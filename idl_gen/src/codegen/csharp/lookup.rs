/* Keyed tables: ordering, sorted vector construction and binary search.
 *
 * One ordering serves everything: `CompareTo` on the key, which the sort, the
 * equality of keyed tables and the lookup all reuse. Lookup expects the vector
 * to have been built by `CreateSortedVectorOfX`; on unsorted input the result
 * is unspecified but never out of bounds.
 */

use super::naming::{MemberNames, member_names, struct_name};
use super::types::type_get;
use crate::codegen::context::EmitContext;
use crate::error::{GenError, GenResult};
use crate::layout::{FieldCategory, FieldLayout};
use crate::schema::StructId;

struct KeyInfo {
  category: FieldCategory,
  names: MemberNames,
  ty: String,
}

fn key_info(cx: &EmitContext, id: StructId) -> GenResult<Option<KeyInfo>> {
  let def = cx.schema.struct_def(id);
  let Some(field) = def.key_field() else { return Ok(None) };
  let layout = FieldLayout::resolve(cx.schema, def, field);
  match layout.category {
    FieldCategory::Scalar | FieldCategory::String | FieldCategory::Struct => Ok(Some(KeyInfo {
      category: layout.category,
      names: member_names(def, &layout),
      ty: type_get(cx, &field.ty),
    })),
    other => Err(GenError::contract(&def.name, format!("key field '{}' cannot be {:?}", field.name, other))),
  }
}

/* Key of `target` as an expression comparable with `CompareTo` */
fn key_expr(key: &KeyInfo, target: &str) -> String {
  match key.category {
    FieldCategory::Struct => format!("{}.{}.GetValueOrDefault()", target, key.names.property),
    _ => format!("{}.{}()", target, key.names.value()),
  }
}

pub fn is_keyed(cx: &EmitContext, id: StructId) -> bool {
  let def = cx.schema.struct_def(id);
  !def.fixed && def.key_field().is_some()
}

pub fn emit_compare_to(cx: &EmitContext, id: StructId, code: &mut String) -> GenResult<()> {
  let Some(key) = key_info(cx, id)? else { return Ok(()) };
  let name = super::naming::def_name(&cx.schema.struct_def(id).name);
  let body = match key.category {
    FieldCategory::String => format!("SchemaModel.CompareStrings({}, other.{})", key.names.property, key.names.property),
    _ => format!("{}.CompareTo({})", key_expr(&key, "this"), key_expr(&key, "other")),
  };
  code.push_str(&format!("  public int CompareTo({} other)\n    => {};\n\n", name, body));
  Ok(())
}

pub fn emit_sorted_vector_and_lookup(cx: &EmitContext, id: StructId, code: &mut String) -> GenResult<()> {
  let Some(key) = key_info(cx, id)? else { return Ok(()) };
  let def = cx.schema.struct_def(id);
  let qualified = struct_name(cx, id);

  code.push_str(&format!(
    "  public static VectorOffset CreateSortedVectorOf{}(BigBufferBuilder builder, Offset<{}>[] offsets) {{\n",
    def.name, qualified
  ));
  code.push_str(&format!(
    "    Array.Sort(offsets, (Offset<{q}> o1, Offset<{q}> o2) => new {q}(builder.ByteBuffer.Length - o1.Value, builder.ByteBuffer).CompareTo(new {q}(builder.ByteBuffer.Length - o2.Value, builder.ByteBuffer)));\n",
    q = qualified
  ));
  code.push_str("    return builder.CreateVectorOfTables(offsets);\n  }\n\n");

  let candidate = format!("new {}(tableOffset, bb)", qualified);
  let (prelude, comp) = match key.category {
    FieldCategory::String => (
      "    var byteKey = System.Text.Encoding.UTF8.GetBytes(key);\n".to_string(),
      format!("SchemaModel.CompareStrings({}.Get{}Bytes(), byteKey)", candidate, key.names.camel),
    ),
    _ => (String::new(), format!("{}.CompareTo(key)", key_expr(&key, &candidate))),
  };

  code.push_str(&format!(
    "  public static {}? __lookup_by_key(ulong vectorLocation, {} key, ByteBuffer bb) {{\n",
    qualified, key.ty
  ));
  code.push_str(&prelude);
  code.push_str("    var span = bb.Get<ulong>(vectorLocation - sizeof(ulong));\n");
  code.push_str("    var start = 0uL;\n");
  code.push_str("    while (span != 0uL) {\n");
  code.push_str("      var middle = span >> 1;\n");
  code.push_str("      var tableOffset = bb.__indirect(vectorLocation + sizeof(ulong) * (start + middle));\n");
  code.push_str(&format!("      var comp = {};\n", comp));
  code.push_str("      if (comp > 0) {\n");
  code.push_str("        span = middle;\n");
  code.push_str("      } else if (comp < 0) {\n");
  code.push_str("        middle++;\n");
  code.push_str("        start += middle;\n");
  code.push_str("        span -= middle;\n");
  code.push_str("      } else {\n");
  code.push_str(&format!("        return {};\n", candidate));
  code.push_str("      }\n");
  code.push_str("    }\n");
  code.push_str("    return null;\n");
  code.push_str("  }\n\n");
  Ok(())
}

/* `XByKey` on a vector of keyed tables */
pub fn emit_by_key_accessor(cx: &EmitContext, element: StructId, names: &MemberNames, voffset: u16, code: &mut String) {
  if !is_keyed(cx, element) {
    return;
  }
  let Ok(Some(key)) = key_info(cx, element) else { return };
  let qualified = struct_name(cx, element);
  code.push_str(&format!(
    "  public {}? {}ByKey({} key) {{ var o = _model.__offset({}); return o != 0 ? {}.__lookup_by_key(_model.__vector(o), key, _model.ByteBuffer) : null; }}\n",
    qualified, names.camel, key.ty, voffset, qualified
  ));
}
/* Struct and table declarations.
 *
 * Orchestrates one entity: header and model plumbing, equality, root helpers,
 * per-field accessors, the field metadata table, constructors and keyed
 * lookup. With the object API the owned class follows the declaration.
 */

use super::accessors::emit_field;
use super::builders::{emit_root_helpers, emit_start_add_end, emit_struct_create, emit_table_create};
use super::lookup::{emit_compare_to, emit_sorted_vector_and_lookup, is_keyed};
use super::naming::{def_name, member_names};
use super::types::default_value;
use super::{object_api, push_doc};
use crate::codegen::context::EmitContext;
use crate::error::{GenError, GenResult};
use crate::layout::{Addressing, EntityLayout, FieldCategory};
use crate::schema::{StructId, Type};

/* Emitted code plus the non-fatal diagnostics raised on the way */
#[derive(Debug, Clone, Default)]
pub struct StructOutput {
  pub code: String,
  pub warnings: Vec<String>,
}

fn validate(layout: &EntityLayout) -> GenResult<()> {
  let def = layout.def;
  for fl in &layout.fields {
    let field = fl.field;
    if def.fixed {
      match fl.category {
        FieldCategory::Scalar | FieldCategory::Struct | FieldCategory::Array => {}
        other => {
          return Err(GenError::contract(
            &def.name,
            format!("fixed struct field '{}' must have a fixed size, found {:?}", field.name, other),
          ));
        }
      }
    } else if fl.category == FieldCategory::Array {
      return Err(GenError::contract(&def.name, format!("table field '{}' cannot be a fixed array", field.name)));
    }

    let is_union = match &field.ty {
      Type::Union(_) => true,
      Type::Vector(elem) => matches!(**elem, Type::Union(_)),
      _ => false,
    };
    if is_union && def.union_type_field(field).is_none() {
      return Err(GenError::contract(&def.name, format!("union field '{}' has no discriminant companion", field.name)));
    }
  }
  Ok(())
}

fn emit_header(layout: &EntityLayout, keyed: bool, code: &mut String) {
  let def = layout.def;
  let name = def_name(&def.name);
  let visibility = if def.private { "internal" } else { "public" };
  let kind = if def.fixed { "IBigBufferStruct" } else { "IBigBufferTable" };

  push_doc(code, "", &def.doc);
  code.push_str(&format!("{} partial struct {} : {}, IEquatable<{}>", visibility, name, kind, name));
  if def.fixed || keyed {
    code.push_str(&format!(", IComparable<{}>", name));
  }
  code.push_str("\n{\n  internal Model _model;\n");
  code.push_str(&format!("  internal {}(ulong i, ByteBuffer buffer)\n    => _model = new(buffer, i);\n", name));
  code.push_str("  ref Model IBigBufferEntity.Model => ref _model.UnsafeSelfReference();\n");
  code.push_str("  public ref readonly ByteBuffer ByteBuffer => ref _model.ByteBuffer.UnsafeSelfReference();\n");

  if def.fixed {
    code.push_str(&format!("  public static ulong Alignment => {};\n", def.minalign));
    code.push_str(&format!("  public static ulong ByteSize => {};\n", def.bytesize));
    code.push_str("  ulong IBigBufferStruct.Alignment => Alignment;\n");
    code.push_str("  ulong IBigBufferStruct.ByteSize => ByteSize;\n");
  }
}

fn emit_equality(layout: &EntityLayout, keyed: bool, code: &mut String) {
  let name = def_name(&layout.def.name);
  if layout.def.fixed {
    code.push_str(&format!(
      "  public bool Equals({n} other)\n    => _model.Equals(other._model) || CompareTo(other) == 0;\n\n",
      n = name
    ));
    code.push_str(&format!("  public int CompareTo({} other)\n    => CompareTo(other.GetByteSpan());\n\n", name));
    code.push_str(
      "  internal int CompareTo(StirlingLabs.Utilities.ReadOnlyBigSpan<byte> other)\n    => this.GetByteSpan().CompareMemory(other);\n\n",
    );
    code.push_str(
      "  internal StirlingLabs.Utilities.ReadOnlyBigSpan<byte> GetByteSpan()\n    => _model.ByteBuffer.ToReadOnlySpan(_model.Offset, ByteSize);\n\n",
    );
  } else if keyed {
    code.push_str(&format!(
      "  public bool Equals({} other)\n    => _model.Equals(other._model) || CompareTo(other) == 0;\n\n",
      name
    ));
  } else {
    code.push_str(&format!("  public bool Equals({} other)\n    => _model.Equals(other._model);\n\n", name));
  }
  code.push_str(&format!("  public override bool Equals(object obj)\n    => obj is {} other && Equals(other);\n\n", name));
  code.push_str("  public override int GetHashCode()\n    => _model.GetHashCode();\n\n");
  code.push_str(&format!("  public static bool operator ==({n} left, {n} right)\n    => left.Equals(right);\n\n", n = name));
  code.push_str(&format!("  public static bool operator !=({n} left, {n} right)\n    => !left.Equals(right);\n", n = name));
}

fn emit_table_entry_points(cx: &EmitContext, id: StructId, code: &mut String) {
  let def = cx.schema.struct_def(id);
  let name = def_name(&def.name);
  code.push_str("  public static void ValidateVersion() { BigBuffers.Constants.VERSION_2_0_0(); }\n");
  code.push_str(&format!(
    "  public static {n} GetRootAs{r}(ByteBuffer _bb)\n    => new(_bb.Position + _bb.Get<ulong>(_bb.Position), _bb);\n",
    n = name,
    r = def.name
  ));
  code.push_str(&format!(
    "  public static {n} GetSizePrefixedRootAs{r}(ByteBuffer _bb) {{\n    var p = _bb.Position + sizeof(ulong);\n    return new(p + _bb.Get<ulong>(p), _bb);\n  }}\n",
    n = name,
    r = def.name
  ));
  if cx.schema.is_root(id) {
    if let Some(ident) = &cx.schema.file_identifier {
      code.push_str(&format!(
        "  public static bool {}BufferHasIdentifier(ByteBuffer _bb) {{ return SchemaModel.__has_identifier(_bb, \"{}\"); }}\n",
        def.name, ident
      ));
    }
  }
}

/* `(Name, Deprecated, Offset, Size, Align, Default)` for every declared field */
fn emit_metadata(cx: &EmitContext, layout: &EntityLayout, code: &mut String) {
  code.push_str("  public static class Metadata {\n");
  code.push_str(
    "    public static (string Name, bool Deprecated, ushort Offset, ushort Size, ushort Align, object Default)[] Fields = {\n",
  );
  for fl in &layout.fields {
    let field = fl.field;
    let offset = match fl.addressing {
      Addressing::Static { offset } => offset,
      Addressing::Vtable { voffset } => voffset as u64,
    };
    let default = if field.ty.is_scalar() { default_value(cx, field) } else { "null".to_string() };
    code.push_str(&format!(
      "      (@\"{}\",{},{},{},{},{}),\n",
      field.name, field.deprecated, offset, fl.inline_size, fl.inline_alignment, default
    ));
  }
  code.push_str("    };\n  }\n");
}

pub fn emit_struct(cx: &EmitContext, id: StructId) -> GenResult<StructOutput> {
  let layout = EntityLayout::resolve(cx.schema, id);
  validate(&layout)?;
  let def = layout.def;
  let keyed = is_keyed(cx, id);
  let mut out = StructOutput::default();
  let code = &mut out.code;

  emit_header(&layout, keyed, code);
  emit_equality(&layout, keyed, code);
  if !def.fixed {
    emit_table_entry_points(cx, id, code);
  }

  for fl in layout.fields.iter().filter(|fl| !fl.field.deprecated) {
    let names = member_names(def, fl);
    if let Some(message) = &names.collision {
      tracing::warn!("{}", message);
      out.warnings.push(message.clone());
    }
    emit_field(cx, fl, &names, code)?;
  }
  code.push('\n');

  emit_metadata(cx, &layout, code);

  if def.fixed {
    emit_struct_create(cx, id, code)?;
  } else {
    emit_table_create(cx, id, code)?;
    emit_start_add_end(cx, id, code)?;
    emit_root_helpers(cx, id, code);
    if keyed {
      emit_compare_to(cx, id, code)?;
      emit_sorted_vector_and_lookup(cx, id, code)?;
    }
  }

  if cx.options.object_api {
    object_api::emit_pack_unpack(cx, id, code)?;
  }
  code.push_str("}\n\n");

  if cx.options.object_api {
    object_api::emit_object_class(cx, id, code)?;
  }
  Ok(out)
}
/* Union payload accessors.
 *
 * The payload is an offset whose meaning depends on the companion
 * discriminant; the generic accessor reinterprets it as any entity type and
 * every variant gets a typed `XAsVariant` shortcut.
 */

use super::accessors::offset_lookup;
use super::naming::{MemberNames, make_camel, struct_name};
use super::metadata_index;
use crate::codegen::context::EmitContext;
use crate::layout::{Addressing, FieldLayout, UOFFSET_SIZE};
use crate::schema::{EnumId, Type};

fn union_id(fl: &FieldLayout) -> Option<EnumId> {
  match &fl.field.ty {
    Type::Union(id) => Some(*id),
    Type::Vector(elem) => elem.enum_id(),
    _ => None,
  }
}

/* Typed shortcut name; a string variant named `string` or `String` is already served by `XAsString` */
fn variant_accessor(names: &MemberNames, variant: &str) -> Option<String> {
  let name = format!("{}As{}", names.camel, make_camel(variant, true));
  (name != format!("{}AsString", names.camel)).then_some(name)
}

pub fn emit_union(cx: &EmitContext, fl: &FieldLayout, names: &MemberNames, code: &mut String) {
  let (Addressing::Vtable { voffset }, Some(id)) = (fl.addressing, union_id(fl)) else { return };
  let def = cx.schema.enum_def(id);
  let lookup_o = offset_lookup(voffset);
  let nullable = cx.options.nullable_ref();

  metadata_index(code, fl.field.index);
  code.push_str(&format!(
    "  public TTable? {}<TTable>() where TTable : struct, IBigBufferEntity {{ {} return o != 0 ? (TTable?)_model.__union<TTable>(o + _model.Offset) : null; }}\n",
    names.property, lookup_o
  ));
  if def.has_string_variant() {
    code.push_str(&format!(
      "  public string{} {}AsString() {{ {} return o != 0 ? _model.__string(o + _model.Offset) : null; }}\n",
      nullable, names.camel, lookup_o
    ));
  }
  for val in def.variants() {
    match &val.union_type {
      Some(Type::Struct(sid)) => {
        let ty = struct_name(cx, *sid);
        if let Some(accessor) = variant_accessor(names, &val.name) {
          code.push_str(&format!("  public {} {}() {{ return {}<{}>().Value; }}\n", ty, accessor, names.property, ty));
        }
      }
      Some(Type::String) => {
        if let Some(accessor) = variant_accessor(names, &val.name) {
          code.push_str(&format!("  public string{} {}() {{ return {}AsString(); }}\n", nullable, accessor, names.camel));
        }
      }
      _ => {}
    }
  }
}

/* Element `_j` of a union vector; its discriminant is element `_j` of the companion vector */
pub fn emit_union_vector(cx: &EmitContext, fl: &FieldLayout, names: &MemberNames, code: &mut String) {
  let (Addressing::Vtable { voffset }, Some(id)) = (fl.addressing, union_id(fl)) else { return };
  let def = cx.schema.enum_def(id);
  let lookup_o = offset_lookup(voffset);
  let at = format!("_model.__vector(o) + _j * {}", UOFFSET_SIZE);
  let nullable = cx.options.nullable_ref();

  metadata_index(code, fl.field.index);
  code.push_str(&format!(
    "  public TTable? {}<TTable>(ulong _j) where TTable : struct, IBigBufferEntity {{ {} return o != 0 ? (TTable?)_model.__union<TTable>({}) : null; }}\n",
    names.property, lookup_o, at
  ));
  if def.has_string_variant() {
    code.push_str(&format!(
      "  public string{} {}AsString(ulong _j) {{ {} return o != 0 ? _model.__string({}) : null; }}\n",
      nullable, names.camel, lookup_o, at
    ));
  }
  for val in def.variants() {
    match &val.union_type {
      Some(Type::Struct(sid)) => {
        let ty = struct_name(cx, *sid);
        if let Some(accessor) = variant_accessor(names, &val.name) {
          code.push_str(&format!(
            "  public {} {}(ulong _j) {{ return {}<{}>(_j).Value; }}\n",
            ty, accessor, names.property, ty
          ));
        }
      }
      Some(Type::String) => {
        if let Some(accessor) = variant_accessor(names, &val.name) {
          code.push_str(&format!(
            "  public string{} {}(ulong _j) {{ return {}AsString(_j); }}\n",
            nullable, accessor, names.camel
          ));
        }
      }
      _ => {}
    }
  }
}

* **INSTRUCTIONS FOR THE TASK**
Which lines of the records above contain the word "EntityLayout"? Show each of them.

* **RESPONSE AREA**
use crate::layout::{Addressing, EntityLayout, FieldCategory};
fn validate(layout: &EntityLayout) -> GenResult<()> {
fn emit_header(layout: &EntityLayout, keyed: bool, code: &mut String) {
fn emit_equality(layout: &EntityLayout, keyed: bool, code: &mut String) {
fn emit_metadata(cx: &EmitContext, layout: &EntityLayout, code: &mut String) {
  let layout = EntityLayout::resolve(cx.schema, id);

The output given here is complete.